Page: 4 of 7

What causes sleep apnea?

If your snoring is severe and disruptive, it may be a symptom of a serious breathing disorder: obstructive sleep apnea (OSA). According to the American Academy of Sleep Medicine, loud snoring and OSA are both caused by narrowing of the airways during sleep. People with OSA actually stop breathing for seconds at a time during sleep, usually at least five times per hour or hundreds of times per night, in severe cases, which deprives your brain and body of oxygen and wakes you up.

If your snoring problem is disruptive enough to make you search for a cure, you may actually have a mild, moderate or even severe case of OSA, which requires diagnosis and treatment. This is especially important if you live alone; a spouse or partner is likely to demand that you visit a doctor if he or she sees you in distress during the night, but if you sleep on your own, you may be unaware that a larger problem exists.

Often, OSA is caused by a collapse of the tissues in the back of the throat. When you sleep, your upper airway muscles relax, and (if you sleep on your back) your tongue can fall back into your airway. These tissues not only vibrate and cause you to snore, but also cut off your air supply. This stresses your heart and raises your risk of several deadly diseases:

  • Heart disease
  • Stroke
  • Pre-diabetes and diabetes
  • High blood pressure
  • Depression

So, how can you tell the difference between garden-variety snoring and dangerous sleep apnea? Only a doctor can diagnose that, but here are some questions you can ask yourself to help determine whether you suffer from sleep apnea:

  • Do you wake up feeling fatigued or headachy, even after a full night's sleep?
  • Are you sleepy during the day -- even accidentally falling asleep sometimes such as while driving?
  • Does your partner say you snore loudly or stop breathing during sleep?
  • Do you sometimes awaken with a loud choking or gasping sound?
  • Does your neck measure 17 inches or more?
  • Is your body mass index (BMI) 25 or higher?
  • Do you have high blood pressure?
  • Do you have a family member with sleep apnea?

To diagnose OSA, your doctor will have you undergo a sleep study, either at home or at a sleep center, where you will sleep with sensors attached to your body that allow a machine to collect information about how you're sleeping.

How to cure sleep apnea

As you might expect, remedies for OSA are significantly more expensive and involved than those for chronic snoring.

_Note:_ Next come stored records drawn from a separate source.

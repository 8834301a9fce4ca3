//! Token repository trait defining the interface for guardian access token persistence.

use async_trait::async_trait;
use chrono::{DateTime, Utc};
use uuid::Uuid;

use crate::domain::entities::access_token::AccessToken;
use crate::errors::DomainError;

/// Repository trait for AccessToken persistence operations
///
/// Tokens are never deleted. Every status change goes through a conditional
/// update that only applies while the stored status is still `Active`, so
/// concurrent writers cannot both win a transition.
#[async_trait]
pub trait TokenRepository: Send + Sync {
    /// Save a newly issued token
    ///
    /// # Arguments
    /// * `token` - The AccessToken entity to persist
    ///
    /// # Returns
    /// * `Ok(AccessToken)` - The saved token
    /// * `Err(DomainError)` - Save failed (e.g., duplicate token value)
    async fn save(&self, token: AccessToken) -> Result<AccessToken, DomainError>;

    /// Find a token by its bearer value (exact match)
    async fn find_by_value(&self, value: &str) -> Result<Option<AccessToken>, DomainError>;

    /// Find a token by its ID
    async fn find_by_id(&self, id: Uuid) -> Result<Option<AccessToken>, DomainError>;

    /// All tokens, newest first
    async fn list_all(&self) -> Result<Vec<AccessToken>, DomainError>;

    /// Lazy sweep: mark every Active token with `expires_at < now` as Expired
    ///
    /// # Returns
    /// * `Ok(usize)` - Number of tokens that changed status
    async fn expire_stale(&self, now: DateTime<Utc>) -> Result<usize, DomainError>;

    /// Conditionally consume a token
    ///
    /// Sets `status = Used` and `used_at = now` only if the token is still Active
    /// and `now` has not passed `expires_at`.
    ///
    /// # Returns
    /// * `Ok(true)` - This caller won the transition
    /// * `Ok(false)` - The token was not Active (or no longer valid) at write time
    async fn mark_used(&self, id: Uuid, now: DateTime<Utc>) -> Result<bool, DomainError>;

    /// Conditionally revoke a token (Active to Expired)
    ///
    /// # Returns
    /// * `Ok(true)` - Token was revoked
    /// * `Ok(false)` - Token was missing or not Active at write time
    async fn revoke(&self, id: Uuid) -> Result<bool, DomainError>;
}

One of the leading therapies is Continuous Positive Airway Pressure (CPAP); basically, you wear a ventilator during the night that forces air down your trachea. If you can't tolerate this -- and your apnea is mild or moderate -- your doctor may recommend a custom-fitted mouthpiece instead (see best mouthpiece for snoring).

Surgery is usually less effective, but it can be a last resort if CPAP and mouthpieces don't work. The excess throat tissues are trimmed and tightened -- "a type of face-lift for your throat," MayoClinic.com says.

Less painful snoring surgeries are available. These include:

  • Laser surgery to remove the uvula and shorten the soft palate (laser-assisted uvulopalatopharyngoplasty, or LAUPPP).
  • Radiofrequency tissue ablation (somnoplasty), which uses a radiofrequency signal to shrink the soft palate and uvula.
  • Palatal implants (the pillar procedure), which injects braided polyester filaments to stiffen the soft palate.

However, these alternative surgeries aren't usually recommended for sleep apnea because they're new and haven't been proven effective. CPAP remains the gold standard, with a custom-fitted mouthpiece the runner-up choice. However, these remedies are expensive and can be invasive; they're not suggested for mild, "nuisance" snoring.